Stored data entries
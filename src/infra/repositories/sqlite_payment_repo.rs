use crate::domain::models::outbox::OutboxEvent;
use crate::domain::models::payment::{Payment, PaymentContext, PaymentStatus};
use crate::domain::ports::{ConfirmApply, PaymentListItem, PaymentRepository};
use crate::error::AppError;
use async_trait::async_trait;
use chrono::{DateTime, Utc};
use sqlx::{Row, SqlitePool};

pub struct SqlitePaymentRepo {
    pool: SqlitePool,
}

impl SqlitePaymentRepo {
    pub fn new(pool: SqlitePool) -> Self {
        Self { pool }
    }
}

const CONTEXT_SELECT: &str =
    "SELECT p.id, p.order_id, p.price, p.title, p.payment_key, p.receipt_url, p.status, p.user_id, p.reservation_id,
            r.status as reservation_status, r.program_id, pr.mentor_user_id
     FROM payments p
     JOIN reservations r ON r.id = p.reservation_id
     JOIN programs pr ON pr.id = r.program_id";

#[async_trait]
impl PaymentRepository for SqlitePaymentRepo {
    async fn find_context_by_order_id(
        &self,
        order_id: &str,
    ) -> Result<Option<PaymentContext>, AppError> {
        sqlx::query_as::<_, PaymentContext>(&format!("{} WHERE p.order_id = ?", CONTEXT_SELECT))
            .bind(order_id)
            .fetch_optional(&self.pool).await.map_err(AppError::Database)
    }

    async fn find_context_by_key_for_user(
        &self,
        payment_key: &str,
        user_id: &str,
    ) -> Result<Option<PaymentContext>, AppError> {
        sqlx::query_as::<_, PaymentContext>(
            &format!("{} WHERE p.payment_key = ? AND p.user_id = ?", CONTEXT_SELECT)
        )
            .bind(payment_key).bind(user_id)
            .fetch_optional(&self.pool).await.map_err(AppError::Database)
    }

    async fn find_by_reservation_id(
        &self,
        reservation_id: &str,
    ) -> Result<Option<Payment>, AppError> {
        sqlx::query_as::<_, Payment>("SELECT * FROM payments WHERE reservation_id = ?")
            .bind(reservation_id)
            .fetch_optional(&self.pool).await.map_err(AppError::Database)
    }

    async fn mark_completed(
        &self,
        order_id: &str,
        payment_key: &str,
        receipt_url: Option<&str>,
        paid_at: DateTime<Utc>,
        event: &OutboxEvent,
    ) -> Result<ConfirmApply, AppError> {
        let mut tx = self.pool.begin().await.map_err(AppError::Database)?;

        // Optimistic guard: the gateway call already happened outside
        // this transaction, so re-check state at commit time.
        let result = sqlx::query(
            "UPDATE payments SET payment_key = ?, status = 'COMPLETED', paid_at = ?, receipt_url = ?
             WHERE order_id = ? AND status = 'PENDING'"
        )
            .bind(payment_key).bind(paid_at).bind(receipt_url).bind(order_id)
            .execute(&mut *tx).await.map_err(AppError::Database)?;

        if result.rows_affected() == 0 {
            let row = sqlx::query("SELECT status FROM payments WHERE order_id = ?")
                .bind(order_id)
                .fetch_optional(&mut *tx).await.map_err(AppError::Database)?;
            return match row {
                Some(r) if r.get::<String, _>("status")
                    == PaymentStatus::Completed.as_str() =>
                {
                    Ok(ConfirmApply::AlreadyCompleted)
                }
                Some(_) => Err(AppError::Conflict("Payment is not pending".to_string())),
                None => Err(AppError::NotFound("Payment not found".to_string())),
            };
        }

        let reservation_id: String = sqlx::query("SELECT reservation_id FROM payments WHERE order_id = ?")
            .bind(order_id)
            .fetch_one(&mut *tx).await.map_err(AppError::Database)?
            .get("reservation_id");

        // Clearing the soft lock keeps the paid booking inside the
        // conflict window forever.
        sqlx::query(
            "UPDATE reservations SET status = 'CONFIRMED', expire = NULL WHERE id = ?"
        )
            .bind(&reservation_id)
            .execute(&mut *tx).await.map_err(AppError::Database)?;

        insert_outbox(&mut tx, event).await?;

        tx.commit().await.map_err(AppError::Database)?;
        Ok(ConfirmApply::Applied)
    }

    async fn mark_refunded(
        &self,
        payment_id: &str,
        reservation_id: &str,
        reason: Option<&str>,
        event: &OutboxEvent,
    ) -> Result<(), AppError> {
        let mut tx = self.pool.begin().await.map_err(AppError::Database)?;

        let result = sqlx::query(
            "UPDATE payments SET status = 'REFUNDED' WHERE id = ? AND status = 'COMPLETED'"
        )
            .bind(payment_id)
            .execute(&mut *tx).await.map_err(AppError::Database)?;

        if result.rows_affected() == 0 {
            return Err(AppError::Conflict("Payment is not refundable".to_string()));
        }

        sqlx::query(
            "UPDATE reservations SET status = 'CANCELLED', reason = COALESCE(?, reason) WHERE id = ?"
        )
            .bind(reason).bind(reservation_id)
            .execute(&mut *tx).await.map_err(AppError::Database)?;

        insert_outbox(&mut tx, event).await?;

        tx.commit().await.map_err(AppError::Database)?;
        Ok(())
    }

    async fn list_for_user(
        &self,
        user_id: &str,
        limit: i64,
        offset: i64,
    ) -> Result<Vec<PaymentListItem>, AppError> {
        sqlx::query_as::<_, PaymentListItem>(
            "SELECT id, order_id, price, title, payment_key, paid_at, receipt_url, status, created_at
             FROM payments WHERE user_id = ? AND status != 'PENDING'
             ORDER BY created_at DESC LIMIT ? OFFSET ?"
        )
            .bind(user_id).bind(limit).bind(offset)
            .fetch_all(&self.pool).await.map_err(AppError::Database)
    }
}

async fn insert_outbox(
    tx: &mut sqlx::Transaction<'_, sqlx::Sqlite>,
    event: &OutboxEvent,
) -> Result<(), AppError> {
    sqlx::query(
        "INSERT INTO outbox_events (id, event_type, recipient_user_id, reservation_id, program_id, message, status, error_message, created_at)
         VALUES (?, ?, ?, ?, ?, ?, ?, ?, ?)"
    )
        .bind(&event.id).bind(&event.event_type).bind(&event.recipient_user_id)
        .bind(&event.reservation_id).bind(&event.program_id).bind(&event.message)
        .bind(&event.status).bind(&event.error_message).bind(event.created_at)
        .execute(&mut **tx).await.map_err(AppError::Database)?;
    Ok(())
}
* * *
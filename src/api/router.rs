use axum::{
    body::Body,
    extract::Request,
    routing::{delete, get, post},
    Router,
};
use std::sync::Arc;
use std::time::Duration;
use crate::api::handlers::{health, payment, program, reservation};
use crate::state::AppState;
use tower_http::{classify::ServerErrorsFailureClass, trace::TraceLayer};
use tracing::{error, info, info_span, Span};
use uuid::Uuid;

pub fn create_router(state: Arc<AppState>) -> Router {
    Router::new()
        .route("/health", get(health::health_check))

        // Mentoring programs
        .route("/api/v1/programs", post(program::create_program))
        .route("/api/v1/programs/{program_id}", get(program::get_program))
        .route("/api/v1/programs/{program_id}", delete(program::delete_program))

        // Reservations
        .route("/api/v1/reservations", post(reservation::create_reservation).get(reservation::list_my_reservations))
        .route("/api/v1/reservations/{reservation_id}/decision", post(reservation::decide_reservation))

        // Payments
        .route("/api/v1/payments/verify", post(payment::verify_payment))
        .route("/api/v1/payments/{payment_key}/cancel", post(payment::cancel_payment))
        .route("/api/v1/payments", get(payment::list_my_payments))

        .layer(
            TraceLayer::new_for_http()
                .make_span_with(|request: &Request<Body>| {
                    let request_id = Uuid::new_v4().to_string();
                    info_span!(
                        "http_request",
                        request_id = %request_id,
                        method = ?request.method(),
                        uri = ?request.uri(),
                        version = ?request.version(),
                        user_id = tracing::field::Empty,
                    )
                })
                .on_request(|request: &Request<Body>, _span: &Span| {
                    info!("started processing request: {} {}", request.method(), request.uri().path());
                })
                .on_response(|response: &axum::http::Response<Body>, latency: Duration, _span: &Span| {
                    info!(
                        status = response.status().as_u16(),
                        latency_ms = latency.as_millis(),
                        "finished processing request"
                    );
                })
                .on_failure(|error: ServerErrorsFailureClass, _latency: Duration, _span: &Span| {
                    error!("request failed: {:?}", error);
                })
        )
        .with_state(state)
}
...
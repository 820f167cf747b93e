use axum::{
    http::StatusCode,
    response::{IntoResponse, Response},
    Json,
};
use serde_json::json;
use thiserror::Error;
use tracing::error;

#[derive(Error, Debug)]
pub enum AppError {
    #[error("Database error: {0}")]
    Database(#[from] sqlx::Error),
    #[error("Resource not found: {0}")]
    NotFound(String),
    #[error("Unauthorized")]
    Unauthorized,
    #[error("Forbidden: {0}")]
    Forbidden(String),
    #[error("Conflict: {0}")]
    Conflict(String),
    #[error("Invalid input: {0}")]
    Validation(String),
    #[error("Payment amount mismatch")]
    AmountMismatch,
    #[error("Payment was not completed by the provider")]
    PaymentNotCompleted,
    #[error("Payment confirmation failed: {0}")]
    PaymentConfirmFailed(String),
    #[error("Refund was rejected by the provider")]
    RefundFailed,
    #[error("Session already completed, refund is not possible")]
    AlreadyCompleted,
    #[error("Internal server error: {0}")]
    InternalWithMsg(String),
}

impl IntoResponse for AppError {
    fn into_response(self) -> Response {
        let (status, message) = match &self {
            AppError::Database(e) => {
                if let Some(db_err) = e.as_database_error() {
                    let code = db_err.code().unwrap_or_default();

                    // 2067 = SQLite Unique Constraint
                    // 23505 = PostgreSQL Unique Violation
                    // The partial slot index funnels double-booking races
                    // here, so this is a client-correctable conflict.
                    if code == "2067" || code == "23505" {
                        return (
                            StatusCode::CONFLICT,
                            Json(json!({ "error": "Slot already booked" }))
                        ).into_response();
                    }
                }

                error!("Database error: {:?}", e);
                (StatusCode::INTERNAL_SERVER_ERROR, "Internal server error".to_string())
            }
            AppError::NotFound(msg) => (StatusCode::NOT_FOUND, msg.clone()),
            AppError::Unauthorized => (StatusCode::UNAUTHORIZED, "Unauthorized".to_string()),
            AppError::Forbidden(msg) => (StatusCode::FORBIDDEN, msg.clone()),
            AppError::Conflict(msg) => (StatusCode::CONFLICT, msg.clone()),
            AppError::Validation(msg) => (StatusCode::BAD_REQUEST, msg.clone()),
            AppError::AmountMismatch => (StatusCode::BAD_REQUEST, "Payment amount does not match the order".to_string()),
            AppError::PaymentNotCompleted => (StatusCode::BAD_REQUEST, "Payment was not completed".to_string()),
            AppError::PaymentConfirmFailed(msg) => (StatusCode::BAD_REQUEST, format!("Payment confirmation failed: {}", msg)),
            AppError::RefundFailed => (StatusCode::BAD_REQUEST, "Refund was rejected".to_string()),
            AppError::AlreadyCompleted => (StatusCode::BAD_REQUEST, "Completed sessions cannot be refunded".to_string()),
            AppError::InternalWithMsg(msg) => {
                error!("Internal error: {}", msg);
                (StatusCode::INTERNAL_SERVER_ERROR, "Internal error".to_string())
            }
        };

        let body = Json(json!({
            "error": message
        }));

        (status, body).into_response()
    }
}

[EXERCISE DESCRIPTION]:
The answer must be all the lines above that hold the word "impl".

[SOLUTION TO THE EXERCISE]:
impl SqlitePaymentRepo {
impl PaymentRepository for SqlitePaymentRepo {
impl IntoResponse for AppError {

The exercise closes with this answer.